I've been building my own PCs, on and off, across pretty much the entire time I've owned them. The few times I've bought an off-the-shelf system I grew frustrated with the manufacturer's choices and limitations. A PC you build from parts is a) entirely made of your choices, b) a great way to fully understand the implications of those choices, and c) far more incrementally upgradeable. This weekend I had a forced incremental upgrade when one of my hard drives went into Click O' Death mode.
I have — er, had -- five drives in this machine: the SSD boot/OS drive, and four spinning rust platters of varying sizes and dedication. One was for apps (2TB), one was for data (4TB), one was for backup (2TB), and one was for temporary video capture and rendering (2TB). I laid all this out at a time when that much parallelism seemed like a good idea, and I ended up living with it for a good long time, long after its utility curdled and the concept became a mere burden.
Thursday night or so, I noticed a couple of applications had quit responding. Eventually the whole system started to hang, and I heard what I thought was a little more hard drive activity than usual from one of the disks. I ughed and pushed reset, for the first time in at least a year. (This system is typically super-reliable.) But even after a reboot I heard the same whirr, click, whirr coming from the drive cage. SMART stats turned up nothing, so I checked the system log. TONS of errors recorded while trying to read or write to a given volume. Whirr, click, whirr.

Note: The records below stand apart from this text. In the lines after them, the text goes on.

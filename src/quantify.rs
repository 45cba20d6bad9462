//! Cross-channel signal normalisation.
//!
//! Pads of different sizes see different raw deltas for the same finger.
//! Each channel's change over its benchmark is expressed in units of its own
//! threshold, then scaled by `Σthreshold / threshold` so every channel lands
//! on a comparable scale before the centroid search.

use crate::registry::ChannelState;

/// Writes the quantified signal of every channel from its smoothed reading.
///
/// # Panics
///
/// Panics if a benchmark is zero. The sensor never calls this before all
/// benchmarks are seeded.
pub fn quantify(channels: &mut [ChannelState], smoothed: &[u32], lower_clamp_ratio: f32) {
    debug_assert_eq!(channels.len(), smoothed.len());

    let weight_sum: f32 = channels.iter().map(|c| c.threshold).sum();
    for (ch, &reading) in channels.iter_mut().zip(smoothed) {
        assert!(ch.benchmark != 0, "channel {} has no benchmark", ch.id);
        let diff = reading as i64 - ch.benchmark as i64;
        let diff_rate = diff as f32 / ch.benchmark as f32;
        let mut q = diff_rate / ch.threshold;
        if q < lower_clamp_ratio {
            q = 0.0;
        }
        ch.quantified = q * weight_sum / ch.threshold;
    }
}
//! Velocity tracking and edge-triggered swipe classification.

#[derive(Debug, Clone, Copy, PartialEq, Eq, Default)]
pub enum SwipeState {
    #[default]
    None,
    Right,
    Left,
}

#[derive(Debug, Clone, Copy, PartialEq, Eq)]
pub enum Swipe {
    Right,
    Left,
}

#[derive(Debug, Clone)]
pub struct SwipeClassifier {
    threshold: f32,
    hysteresis: f32,
    alpha: f32,
    speed: f32,
    state: SwipeState,
}

impl SwipeClassifier {
    pub fn new(threshold: f32, hysteresis: f32, alpha: f32) -> Self {
        Self {
            threshold,
            hysteresis,
            alpha,
            speed: 0.0,
            state: SwipeState::None,
        }
    }

    pub fn speed(&self) -> f32 {
        self.speed
    }

    pub fn state(&self) -> SwipeState {
        self.state
    }

    pub fn reset(&mut self) {
        self.speed = 0.0;
        self.state = SwipeState::None;
    }

    /// Folds the latest filtered position delta into the smoothed speed.
    ///
    /// Returns a swipe only on the tick the classifier latches into it. A
    /// position of 0 means no centroid yet and leaves everything untouched.
    pub fn update(&mut self, position: u32, previous: u32) -> Option<Swipe> {
        if position == 0 {
            return None;
        }
        let raw = position as i64 - previous as i64;
        self.feed(raw as f32)
    }

    fn feed(&mut self, raw_speed: f32) -> Option<Swipe> {
        self.speed = self.speed * self.alpha + raw_speed * (1.0 - self.alpha);
        let trigger = self.threshold + self.hysteresis;
        let release = self.threshold - self.hysteresis;

        // Right -> Left may happen without passing through None on a hard flick.
        if self.state != SwipeState::Right && self.speed > trigger {
            self.state = SwipeState::Right;
            Some(Swipe::Right)
        } else if self.state != SwipeState::Left && -self.speed > trigger {
            self.state = SwipeState::Left;
            Some(Swipe::Left)
        } else {
            if self.state != SwipeState::None && self.speed.abs() < release {
                self.state = SwipeState::None;
            }
            None
        }
    }
}
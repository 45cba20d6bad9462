use env_logger::{Builder, Env};

/// `RUST_LOG` wins when set; otherwise `info`, or `debug` with `verbose`.
pub fn init(verbose: bool) {
    let default = if verbose { "debug" } else { "info" };
    Builder::from_env(Env::default().default_filter_or(default))
        .format_timestamp_millis()
        .init();
}
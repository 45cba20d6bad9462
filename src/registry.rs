//! Owned per-channel state of a slider.

use crate::config::MAX_CHANNELS;
use crate::error::{Result, SliderError};

#[derive(Debug, Clone, PartialEq)]
pub struct ChannelState {
    pub id: u32,
    pub threshold: f32,
    pub noise_positive: f32,
    pub noise_negative: f32,
    /// Last untouched reading; only written while the slider is idle.
    pub benchmark: u32,
    pub quantified: f32,
    pub active: bool,
}

/// Validated, owned copy of the caller's channel description.
///
/// Channels keep the caller's order, which is the physical left-to-right
/// order of the pads.
#[derive(Debug, Clone)]
pub struct ChannelRegistry {
    channels: Vec<ChannelState>,
}

impl ChannelRegistry {
    pub fn new(
        channel_ids: &[u32],
        thresholds: &[f32],
        snr_positive: f32,
        snr_negative: f32,
    ) -> Result<Self> {
        let n = channel_ids.len();
        if n < 2 {
            return Err(SliderError::invalid("a slider needs at least 2 channels"));
        }
        if n > MAX_CHANNELS {
            return Err(SliderError::invalid(format!(
                "{n} channels exceeds capacity {MAX_CHANNELS}"
            )));
        }
        if thresholds.len() != n {
            return Err(SliderError::invalid("threshold count does not match channel count"));
        }
        if thresholds.iter().any(|t| !t.is_finite() || *t <= 0.0) {
            return Err(SliderError::invalid("thresholds must be positive"));
        }

        let mut channels = Vec::new();
        channels.try_reserve_exact(n)?;
        for (&id, &threshold) in channel_ids.iter().zip(thresholds) {
            channels.push(ChannelState {
                id,
                threshold,
                noise_positive: threshold / snr_positive,
                noise_negative: threshold / snr_negative,
                benchmark: 0,
                quantified: 0.0,
                active: false,
            });
        }
        Ok(Self { channels })
    }

    pub fn len(&self) -> usize {
        self.channels.len()
    }

    pub fn is_empty(&self) -> bool {
        self.channels.is_empty()
    }

    pub fn channels(&self) -> &[ChannelState] {
        &self.channels
    }

    pub fn channels_mut(&mut self) -> &mut [ChannelState] {
        &mut self.channels
    }

    pub fn ids(&self) -> impl Iterator<Item = u32> + '_ {
        self.channels.iter().map(|c| c.id)
    }

    pub fn index_of(&self, channel_id: u32) -> Result<usize> {
        self.channels
            .iter()
            .position(|c| c.id == channel_id)
            .ok_or(SliderError::NotFound(channel_id))
    }

    pub fn any_active(&self) -> bool {
        self.channels.iter().any(|c| c.active)
    }

    pub fn benchmarks_ready(&self) -> bool {
        self.channels.iter().all(|c| c.benchmark != 0)
    }
}

#[cfg(test)]
mod tests {
    use super::*;

    #[test]
    fn copies_caller_arrays() {
        let mut ids = vec![4, 5, 6];
        let mut th = vec![0.02, 0.04, 0.02];
        let reg = ChannelRegistry::new(&ids, &th, 5.0, 4.0).unwrap();
        ids[0] = 99;
        th[0] = 9.0;

        assert_eq!(reg.len(), 3);
        assert_eq!(reg.channels()[0].id, 4);
        assert_eq!(reg.channels()[0].threshold, 0.02);
        assert!((reg.channels()[1].noise_positive - 0.008).abs() < 1e-6);
        assert!((reg.channels()[1].noise_negative - 0.01).abs() < 1e-6);
    }

    #[test]
    fn rejects_bad_channel_lists() {
        assert!(matches!(
            ChannelRegistry::new(&[1], &[0.1], 5.0, 5.0),
            Err(SliderError::InvalidArgument(_))
        ));
        assert!(matches!(
            ChannelRegistry::new(&[], &[], 5.0, 5.0),
            Err(SliderError::InvalidArgument(_))
        ));
        assert!(ChannelRegistry::new(&[1, 2], &[0.1], 5.0, 5.0).is_err());
        assert!(ChannelRegistry::new(&[1, 2], &[0.1, 0.0], 5.0, 5.0).is_err());
        let many: Vec<u32> = (0..=MAX_CHANNELS as u32).collect();
        let th = vec![0.1; many.len()];
        assert!(ChannelRegistry::new(&many, &th, 5.0, 5.0).is_err());
    }

    #[test]
    fn looks_up_channels_by_id() {
        let reg = ChannelRegistry::new(&[7, 3, 9], &[0.1; 3], 5.0, 5.0).unwrap();
        assert_eq!(reg.index_of(3), Ok(1));
        assert_eq!(reg.index_of(8), Err(SliderError::NotFound(8)));
        assert!(!reg.benchmarks_ready());
    }
}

The culprit turned out to be the 2TB drive I'd designated as my system's backup target.
This was actually the least-worst-case scenario. The backup target held only backups — there was nothing in it I didn't have somewhere else. I took a long, hard look at how I had everything laid out and decided it was time to consolidate. I also realized, to my surprise, the dead drive was eleven years old. A miracle it hadn't kicked off sooner.
An Amazon-ordered 8TB drive arrived Sunday. I salvaged what little I felt mattered from the backup drive, decommissioned it. The app and data drives got consolidated, and the former data drive (4TB) now became the backup target and scratch target. It took several hours of babysitting robocopy
to move everything, but I only needed to reboot once to do it.
I'm now on my second day of working with the new layout. Most of my performance fears about consolidating on fewer drives were unfounded. It helps that the 8TB volume is a good one-and-a-half times faster than the drives it replaced.
The downside: All this mulching around with the PC absolutely steamrolled my concentration. Only on Sunday evening and through Monday did I get anything remotely resembling actual work done. It wasn't much, but it was enough to shut up my inner workaholic for a little bit.
On the whole, I don't regret being a PC DIY-er. I'm naturally curious about such things anyway. I liked the idea of knowing exactly how the thing I use for the majority of my day's work is put together. I haven't actually lost any data in decades (thank robust backup policies for that). And I prefer having the option to upgrade as many individual pieces as I can, from the case on inwards. Times like this make those decisions and proclivities feel like the right ones. I just wish it hadn't been Labor Day Weekend that got eaten up for it.